Genesis of the project

In France, 1.8 million people use a wheelchair on a daily basis, and 1 in 3 people will need one at some point in their lives.
Many of those who live or have lived through the experience of using a wheelchair for long periods of time will testify to the difficulty they sometimes face in the eyes of others.

A person in a wheelchair can suffer from attracting unwanted attention from others.

For some, this difficulty is the pain of not quite fitting in with the ‘norm‘ and not having the freedom to hide it. For others, it’s a feeling of shame that comes with the impression of being considered ‘weak‘. There are a variety of reasons for feeling unwell, and it is not uncommon to see people who use wheelchairs but who do not want to leave their homes, or to meet people who would benefit from using a wheelchair but who categorically refuse to do so.

What we believe, therefore, is that to be a wheelchair user who feels good about himself, you have to start by feeling good about your wheelchair.

However, it has to be said that in France, as elsewhere in the world, the vast majority of wheelchairs on the market are not particularly sexy. This is the first part of the problem to which we are proposing an answer:

How can we offer beautiful wheelchairs that will make their users feel proud ?

Because all disabilities are different, there is a very wide range of wheelchairs available in France, so that everyone can find the wheelchair that best suits their needs.
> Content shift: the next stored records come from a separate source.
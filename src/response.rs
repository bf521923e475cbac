//! Response classification: status check, JSON parse, envelope unwrap.
//!
//! Every operation funnels its raw response through [`check_status`] and then
//! [`parse_json`]; the two site endpoints additionally unwrap their
//! double-encoded `data` field with [`parse_encoded_data`].

#[cfg(test)]
#[path = "response_test.rs"]
mod response_test;

use serde_json::Value;

use crate::error::ApiError;

/// Status and body text as delivered by a transport.
#[derive(Debug, Clone, PartialEq, Eq)]
pub struct RawResponse {
    pub status: u16,
    pub body: String,
}

impl RawResponse {
    #[must_use]
    pub fn new(status: u16, body: impl Into<String>) -> Self {
        Self { status, body: body.into() }
    }

    #[must_use]
    pub fn is_success(&self) -> bool {
        (200..300).contains(&self.status)
    }
}

fn request_failed_message(status: u16) -> String {
    format!("request failed: {status}")
}

/// Pass 2xx responses through; turn anything else into an error.
///
/// A non-2xx body that is not valid JSON is reported as a parse failure,
/// not as an API error.
///
/// # Errors
///
/// [`ApiError::Api`] for a non-2xx status with a JSON body, otherwise
/// [`ApiError::ResponseParse`].
pub fn check_status(response: RawResponse) -> Result<RawResponse, ApiError> {
    if response.is_success() {
        return Ok(response);
    }
    let body = parse_json(&response.body)?;
    let message = match body.get("message") {
        Some(Value::String(message)) => message.clone(),
        None | Some(Value::Null) => request_failed_message(response.status),
        Some(other) => other.to_string(),
    };
    Err(ApiError::Api { status: response.status, message, body })
}

/// Parse a response body as JSON, unchanged.
///
/// # Errors
///
/// [`ApiError::ResponseParse`] if the body is not valid JSON.
pub fn parse_json(body: &str) -> Result<Value, ApiError> {
    serde_json::from_str(body).map_err(ApiError::response_parse)
}

/// Parse the JSON string carried in an envelope's `data` field.
///
/// # Errors
///
/// [`ApiError::EncodedData`] if `data` is missing, not a string, or not JSON.
pub fn parse_encoded_data(envelope: &Value) -> Result<Value, ApiError> {
    let Some(data) = envelope.get("data") else {
        return Err(ApiError::EncodedData("missing `data` field".to_owned()));
    };
    let Some(encoded) = data.as_str() else {
        return Err(ApiError::EncodedData(format!("`data` is not a string: {data}")));
    };
    serde_json::from_str(encoded).map_err(|e| ApiError::EncodedData(e.to_string()))
}
//! reqwest-backed transport.
//!
//! reqwest keeps no cookie store by default, so the same-origin credentials
//! policy reduces to "send only the headers in the descriptor".

#[cfg(test)]
#[path = "native_test.rs"]
mod native_test;

use std::time::Duration;

use super::Transport;
use crate::error::TransportError;
use crate::request::{ApiRequest, Method};
use crate::response::RawResponse;

const CONNECT_TIMEOUT_SECS: u64 = 10;

pub struct ReqwestTransport {
    http: reqwest::Client,
}

impl ReqwestTransport {
    /// Build a transport with a default reqwest client.
    ///
    /// No request timeout is set; callers that need one should pass their
    /// own client to [`ReqwestTransport::with_client`].
    ///
    /// # Errors
    ///
    /// Returns an error if the underlying HTTP client fails to build.
    pub fn new() -> Result<Self, TransportError> {
        let http = reqwest::Client::builder()
            .connect_timeout(Duration::from_secs(CONNECT_TIMEOUT_SECS))
            .build()
            .map_err(|e| TransportError::Setup(e.to_string()))?;
        Ok(Self { http })
    }

    #[must_use]
    pub fn with_client(http: reqwest::Client) -> Self {
        Self { http }
    }
}

fn reqwest_method(method: Method) -> reqwest::Method {
    match method {
        Method::Get => reqwest::Method::GET,
        Method::Post => reqwest::Method::POST,
    }
}

fn classify_send_error(err: &reqwest::Error) -> TransportError {
    if err.is_builder() {
        TransportError::InvalidRequest(err.to_string())
    } else {
        TransportError::Request(err.to_string())
    }
}

#[cfg_attr(feature = "hydrate", async_trait::async_trait(?Send))]
#[cfg_attr(not(feature = "hydrate"), async_trait::async_trait)]
impl Transport for ReqwestTransport {
    async fn send(&self, request: ApiRequest) -> Result<RawResponse, TransportError> {
        let mut builder = self.http.request(reqwest_method(request.method), &request.url);
        for (name, value) in &request.headers {
            builder = builder.header(name.as_str(), value.as_str());
        }
        if let Some(body) = request.body {
            builder = builder.body(body);
        }

        let response = builder.send().await.map_err(|e| classify_send_error(&e))?;
        let status = response.status().as_u16();
        let body = response
            .text()
            .await
            .map_err(|e| TransportError::Body(e.to_string()))?;
        Ok(RawResponse { status, body })
    }
}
But this goes hand in hand with an equally wide range of prices : from $300 for the entry-level model to $10k for a top-of-the-range made-to-measure manual wheelchair; and between $1,000 and $30k for electric wheelchairs.

Of course, public and private organisations may cover the cost, but very often the person with reduced mobility still has to pay a significant amount to complete the purchase. The problem is that if the person chooses a wheelchair that is more expensive than other models, it’s because they are confident that this wheelchair is the one that will best compensate for their disability and that they can’t really do anything else.
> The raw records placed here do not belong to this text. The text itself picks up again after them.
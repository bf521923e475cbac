//! `RestApiClient`: the [`JetpackApi`] implementation over a [`Transport`].
//!
//! DESIGN
//! ======
//! All operations borrow the client immutably, so any number may be in
//! flight at once and complete in any order. Reconfiguring takes `&mut self`
//! and therefore cannot race an in-flight call. There is no retry, caching,
//! timeout, or queueing here; the transport owns whatever it imposes.

#[cfg(test)]
#[path = "client_test.rs"]
mod client_test;

use serde::Serialize;
use serde_json::{Value, json};

use crate::api::{ApiResult, JetpackApi, JumpStartAction};
use crate::config::ClientConfig;
use crate::endpoints;
use crate::error::ApiError;
use crate::request::{ApiRequest, now_millis};
use crate::response::{RawResponse, check_status, parse_encoded_data, parse_json};
use crate::transport::Transport;

pub struct RestApiClient<T> {
    transport: T,
    config: ClientConfig,
}

#[derive(Serialize)]
struct JumpStartBody {
    #[serde(skip_serializing_if = "Option::is_none")]
    active: Option<bool>,
}

impl<T: Transport> RestApiClient<T> {
    pub fn new(transport: T, config: ClientConfig) -> Self {
        Self { transport, config }
    }

    /// Replace both the API root and the nonce.
    pub fn configure(&mut self, api_root: impl Into<String>, nonce: impl Into<String>) {
        self.config = ClientConfig::new(api_root, nonce);
    }

    pub fn set_api_root(&mut self, api_root: impl Into<String>) {
        self.config.api_root = api_root.into();
    }

    pub fn set_api_nonce(&mut self, nonce: impl Into<String>) {
        self.config.nonce = nonce.into();
    }

    pub fn config(&self) -> &ClientConfig {
        &self.config
    }

    pub fn transport(&self) -> &T {
        &self.transport
    }

    fn root(&self) -> &str {
        &self.config.api_root
    }

    async fn dispatch(&self, request: ApiRequest) -> Result<RawResponse, ApiError> {
        tracing::debug!(method = request.method.as_str(), url = %request.url, "jetpack api request");
        let response = self.transport.send(request).await?;
        tracing::debug!(status = response.status, "jetpack api response");
        Ok(response)
    }

    async fn get_json(&self, url: String) -> ApiResult {
        let request = ApiRequest::get(&self.config, &url, now_millis());
        let response = check_status(self.dispatch(request).await?)?;
        parse_json(&response.body)
    }

    async fn get_encoded_json(&self, url: String) -> ApiResult {
        let envelope = self.get_json(url).await?;
        parse_encoded_data(&envelope)
    }

    async fn post_json<B>(&self, url: String, body: &B) -> ApiResult
    where
        B: Serialize + ?Sized + Sync,
    {
        let body = serde_json::to_string(body).map_err(ApiError::Encode)?;
        let request = ApiRequest::post(&self.config, &url, body);
        let response = check_status(self.dispatch(request).await?)?;
        parse_json(&response.body)
    }
}

#[cfg_attr(feature = "hydrate", async_trait::async_trait(?Send))]
#[cfg_attr(not(feature = "hydrate"), async_trait::async_trait)]
impl<T: Transport> JetpackApi for RestApiClient<T> {
    async fn fetch_site_connection_status(&self) -> ApiResult {
        self.get_json(endpoints::connection(self.root())).await
    }

    async fn fetch_user_connection_data(&self) -> ApiResult {
        self.get_json(endpoints::connection_data(self.root())).await
    }

    async fn disconnect_site(&self) -> ApiResult {
        self.post_json(endpoints::connection(self.root()), &json!({ "isActive": false }))
            .await
    }

    async fn fetch_connect_url(&self) -> ApiResult {
        self.get_json(endpoints::connection_url(self.root())).await
    }

    async fn unlink_user(&self) -> ApiResult {
        self.post_json(endpoints::connection_user(self.root()), &json!({ "linked": false }))
            .await
    }

    async fn jump_start(&self, action: &str) -> ApiResult {
        let body = JumpStartBody { active: JumpStartAction::from_token(action).map(JumpStartAction::is_active) };
        self.post_json(endpoints::jumpstart(self.root()), &body).await
    }

    async fn fetch_modules(&self) -> ApiResult {
        self.get_json(endpoints::module_all(self.root())).await
    }

    async fn fetch_module(&self, slug: &str) -> ApiResult {
        self.get_json(endpoints::module(self.root(), slug)).await
    }

    async fn activate_module(&self, slug: &str) -> ApiResult {
        self.post_json(endpoints::module_active(self.root(), slug), &json!({ "active": true }))
            .await
    }

    async fn deactivate_module(&self, slug: &str) -> ApiResult {
        self.post_json(endpoints::module_active(self.root(), slug), &json!({ "active": false }))
            .await
    }

    async fn update_module_options(&self, slug: &str, options: &Value) -> ApiResult {
        self.post_json(endpoints::module(self.root(), slug), options).await
    }

    async fn update_settings(&self, options: &Value) -> ApiResult {
        self.post_json(endpoints::settings(self.root()), options).await
    }

    async fn get_protect_count(&self) -> ApiResult {
        self.get_json(endpoints::protect_data(self.root())).await
    }

    async fn reset_options(&self, options_key: &str) -> ApiResult {
        self.post_json(endpoints::options(self.root(), options_key), &json!({ "reset": true }))
            .await
    }

    async fn get_vault_press_data(&self) -> ApiResult {
        self.get_json(endpoints::vaultpress_data(self.root())).await
    }

    async fn get_akismet_data(&self) -> ApiResult {
        self.get_json(endpoints::akismet_data(self.root())).await
    }

    async fn check_akismet_key(&self) -> ApiResult {
        self.get_json(endpoints::akismet_key_check(self.root())).await
    }

    async fn check_akismet_key_typed(&self, api_key: &str) -> ApiResult {
        self.post_json(endpoints::akismet_key_check(self.root()), &json!({ "api_key": api_key }))
            .await
    }

    async fn fetch_stats_data(&self, range: &str) -> ApiResult {
        self.get_json(endpoints::stats_data(self.root(), range)).await
    }

    async fn get_plugin_updates(&self) -> ApiResult {
        self.get_json(endpoints::plugin_updates(self.root())).await
    }

    async fn fetch_settings(&self) -> ApiResult {
        self.get_json(endpoints::settings(self.root())).await
    }

    async fn update_setting(&self, setting: &Value) -> ApiResult {
        self.post_json(endpoints::settings(self.root()), setting).await
    }

    async fn fetch_site_data(&self) -> ApiResult {
        self.get_encoded_json(endpoints::site(self.root())).await
    }

    async fn fetch_site_features(&self) -> ApiResult {
        self.get_encoded_json(endpoints::site_features(self.root())).await
    }

    async fn dismiss_jetpack_notice(&self, notice: &str) -> ApiResult {
        self.post_json(endpoints::notice(self.root(), notice), &json!({ "dismissed": true }))
            .await
    }

    async fn fetch_plugins_data(&self) -> ApiResult {
        self.get_json(endpoints::plugins(self.root())).await
    }
}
This leads to the second part of the problem:

How can we ensure that wheelchairs are less expensive for comparable performance and/or comfort ?
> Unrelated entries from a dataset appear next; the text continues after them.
//! Button panel for the terminal calculator
//!
//! The grid is built from [`LAYOUT`], one [`Token`] per cell, and indexed by
//! token so the app can flash the button behind a key press and mark the
//! pending operator.

use std::collections::HashMap;

use ratatui::{
    buffer::Buffer,
    layout::Rect,
    style::{Color, Modifier, Style},
    text::Span,
    widgets::{Block, Borders, Widget},
};

use crate::core::{Operator, Token};

/// Panel layout, row by row
/// ```text
/// [ ^ ] [ SR] [Del] [ C ]
/// [ M+] [ M-] [ MR] [ MC]
/// [ / ] [ 7 ] [ 8 ] [ 9 ]
/// [ * ] [ 4 ] [ 5 ] [ 6 ]
/// [ - ] [ 1 ] [ 2 ] [ 3 ]
/// [ + ] [ 0 ] [ . ] [ = ]
/// ```
pub const LAYOUT: [[Token; 4]; 6] = [
    [
        Token::Operator(Operator::Square),
        Token::Operator(Operator::SquareRoot),
        Token::Delete,
        Token::Clear,
    ],
    [
        Token::MemoryAdd,
        Token::MemorySubtract,
        Token::MemoryRecall,
        Token::MemoryClear,
    ],
    [
        Token::Operator(Operator::Divide),
        Token::Digit(7),
        Token::Digit(8),
        Token::Digit(9),
    ],
    [
        Token::Operator(Operator::Multiply),
        Token::Digit(4),
        Token::Digit(5),
        Token::Digit(6),
    ],
    [
        Token::Operator(Operator::Subtract),
        Token::Digit(1),
        Token::Digit(2),
        Token::Digit(3),
    ],
    [
        Token::Operator(Operator::Add),
        Token::Digit(0),
        Token::Decimal,
        Token::Equals,
    ],
];

/// A single keypad button
#[derive(Debug, Clone, PartialEq, Eq)]
pub struct KeypadButton {
    /// The button press this button sends
    pub token: Token,
    /// Whether this was the last button pressed
    pub pressed: bool,
    /// Whether this is the pending operator
    pub active: bool,
}

impl KeypadButton {
    /// Creates a released, inactive button
    #[must_use]
    pub fn new(token: Token) -> Self {
        Self {
            token,
            pressed: false,
            active: false,
        }
    }

    /// Returns the label shown on the button
    #[must_use]
    pub fn label(&self) -> &'static str {
        self.token.label()
    }

    fn style(&self) -> Style {
        if self.active {
            return Style::default()
                .fg(Color::Black)
                .bg(Color::Red)
                .add_modifier(Modifier::BOLD);
        }
        if self.pressed {
            return Style::default()
                .fg(Color::Black)
                .bg(Color::Yellow)
                .add_modifier(Modifier::BOLD);
        }
        match self.token {
            Token::Digit(_) => Style::default().fg(Color::White),
            Token::Operator(_) => Style::default().fg(Color::Yellow),
            Token::MemoryAdd | Token::MemorySubtract | Token::MemoryRecall | Token::MemoryClear => {
                Style::default().fg(Color::Magenta)
            }
            Token::Equals => Style::default().fg(Color::Green),
            Token::Clear | Token::Delete => Style::default().fg(Color::Red),
            Token::Decimal => Style::default().fg(Color::Cyan),
        }
    }
}

/// The keypad: buttons in row-major order plus a token index
#[derive(Debug, Clone)]
pub struct Keypad {
    buttons: Vec<KeypadButton>,
    index: HashMap<Token, usize>,
    cols: usize,
    rows: usize,
}

impl Default for Keypad {
    fn default() -> Self {
        Self::new()
    }
}

impl Keypad {
    /// Creates the standard keypad from [`LAYOUT`]
    #[must_use]
    pub fn new() -> Self {
        let buttons: Vec<KeypadButton> = LAYOUT
            .iter()
            .flat_map(|row| row.iter().copied().map(KeypadButton::new))
            .collect();
        let index = buttons
            .iter()
            .enumerate()
            .map(|(i, btn)| (btn.token, i))
            .collect();

        Self {
            buttons,
            index,
            cols: LAYOUT[0].len(),
            rows: LAYOUT.len(),
        }
    }

    /// Returns the number of buttons
    #[must_use]
    pub fn button_count(&self) -> usize {
        self.buttons.len()
    }

    /// Returns the grid dimensions (rows, cols)
    #[must_use]
    pub fn dimensions(&self) -> (usize, usize) {
        (self.rows, self.cols)
    }

    /// Gets a button by index
    #[must_use]
    pub fn get_button(&self, index: usize) -> Option<&KeypadButton> {
        self.buttons.get(index)
    }

    /// Gets a button by row and column
    #[must_use]
    pub fn get_button_at(&self, row: usize, col: usize) -> Option<&KeypadButton> {
        if row < self.rows && col < self.cols {
            self.buttons.get(row * self.cols + col)
        } else {
            None
        }
    }

    /// Finds the button that sends `token`
    #[must_use]
    pub fn find_button(&self, token: Token) -> Option<usize> {
        self.index.get(&token).copied()
    }

    /// Marks one button as the last pressed, releasing all others
    pub fn press_button(&mut self, index: usize) {
        self.release_all();
        if let Some(btn) = self.buttons.get_mut(index) {
            btn.pressed = true;
        }
    }

    /// Releases all buttons
    pub fn release_all(&mut self) {
        for btn in &mut self.buttons {
            btn.pressed = false;
        }
    }

    /// Marks the pending operator, or clears the mark with `None`
    pub fn set_active(&mut self, operator: Option<Operator>) {
        for btn in &mut self.buttons {
            btn.active = operator.is_some_and(|op| btn.token == Token::Operator(op));
        }
    }

    /// Returns the operator currently marked active
    #[must_use]
    pub fn active_operator(&self) -> Option<Operator> {
        self.buttons.iter().find_map(|btn| match btn.token {
            Token::Operator(op) if btn.active => Some(op),
            _ => None,
        })
    }

    /// Returns an iterator over all buttons
    pub fn buttons(&self) -> impl Iterator<Item = &KeypadButton> {
        self.buttons.iter()
    }

    /// Returns an iterator over buttons with their (row, col) positions
    pub fn buttons_with_positions(&self) -> impl Iterator<Item = ((usize, usize), &KeypadButton)> {
        self.buttons.iter().enumerate().map(move |(i, btn)| {
            let row = i / self.cols;
            let col = i % self.cols;
            ((row, col), btn)
        })
    }

    /// Converts a click position to the token of the button under it
    #[must_use]
    pub fn hit_test(&self, area: Rect, x: u16, y: u16) -> Option<Token> {
        if x < area.x || y < area.y || x >= area.x + area.width || y >= area.y + area.height {
            return None;
        }

        let rel_x = x - area.x;
        let rel_y = y - area.y;

        // Border is one cell on each side
        if rel_x == 0 || rel_y == 0 || rel_x >= area.width - 1 || rel_y >= area.height - 1 {
            return None;
        }

        let btn_width = (area.width - 2) / self.cols as u16;
        let btn_height = (area.height - 2) / self.rows as u16;
        if btn_width == 0 || btn_height == 0 {
            return None;
        }

        let col = ((rel_x - 1) / btn_width) as usize;
        let row = ((rel_y - 1) / btn_height) as usize;
        self.get_button_at(row, col).map(|btn| btn.token)
    }
}

/// Keypad widget for rendering
#[derive(Debug)]
pub struct KeypadWidget<'a> {
    keypad: &'a Keypad,
}

impl<'a> KeypadWidget<'a> {
    /// Creates a new keypad widget
    #[must_use]
    pub fn new(keypad: &'a Keypad) -> Self {
        Self { keypad }
    }
}

impl Widget for KeypadWidget<'_> {
    fn render(self, area: Rect, buf: &mut Buffer) {
        Block::default()
            .title(" Keypad ")
            .borders(Borders::ALL)
            .border_style(Style::default().fg(Color::Cyan))
            .render(area, buf);

        let inner = Rect {
            x: area.x + 1,
            y: area.y + 1,
            width: area.width.saturating_sub(2),
            height: area.height.saturating_sub(2),
        };

        let (rows, cols) = self.keypad.dimensions();
        if inner.width < cols as u16 || inner.height < rows as u16 {
            return;
        }

        let btn_width = inner.width / cols as u16;
        let btn_height = inner.height / rows as u16;

        for ((row, col), btn) in self.keypad.buttons_with_positions() {
            let x = inner.x + (col as u16 * btn_width);
            let y = inner.y + (row as u16 * btn_height);

            if btn_width >= 3 {
                let label = format!("[{}]", btn.label());
                let label_x = x + (btn_width.saturating_sub(label.len() as u16)) / 2;
                let label_y = y + btn_height / 2;

                if label_y < inner.y + inner.height && label_x < inner.x + inner.width {
                    buf.set_span(label_x, label_y, &Span::styled(label, btn.style()), btn_width);
                }
            }
        }
    }
}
Wooden wheelchairs were the historic construction material for wheelchairs until the mid-twentieth century, when they disappeared completely in favour of metal-framed wheelchairs, which are better suited to mass production.

But the emergence of new manufacturing technologies and renewed consumer interest in natural materials in the context of the environmental crisis is making the use of wood in wheelchairs relevant once again.

Indeed, however novel it may be in the current range of medical equipment, using wood as the main material for the frame of a wheelchair offers a number of advantages.

Firstly, wood gives a warm, clean and timeless look to the wheelchairs Paul has developed. And because it’s easy to work and shape, it’s fully compatible with the creation of made-to-measure wheelchairs. Made-to-measure wheelchairs are adapted to the morphology of their recipient thanks to the precise adjustment of a number of parameters during manufacture: backrest height, seat width and depth, and the position of the footrest, for example.

Wood also opens the way to an unlimited variety of innovative designs: it’s possible to create a style to suit every user, from a wheelchair with sober lines to one with curves.

What’s more, wood is a renewable resource par excellence. It is largely produced in France under sustainable forest management. What’s more, the design method and manufacturing techniques used for the wooden wheelchairs also mean that they can be built by recycling wood that has already had a first life. All the prototypes, for example, were built from building site fencing.

Carefully chosen and judiciously shaped, wood is a material with a very interesting strength-to-weight ratio. Finally, the manufacture of a wooden wheelchair requires relatively simple tools compared with those needed to make conventional wheelchairs. The skills needed to carry out the manufacturing operations would lend themselves well to training in the future production workshop of a team made up of people on vocational rehabilitation schemes and/or workers with disabilities.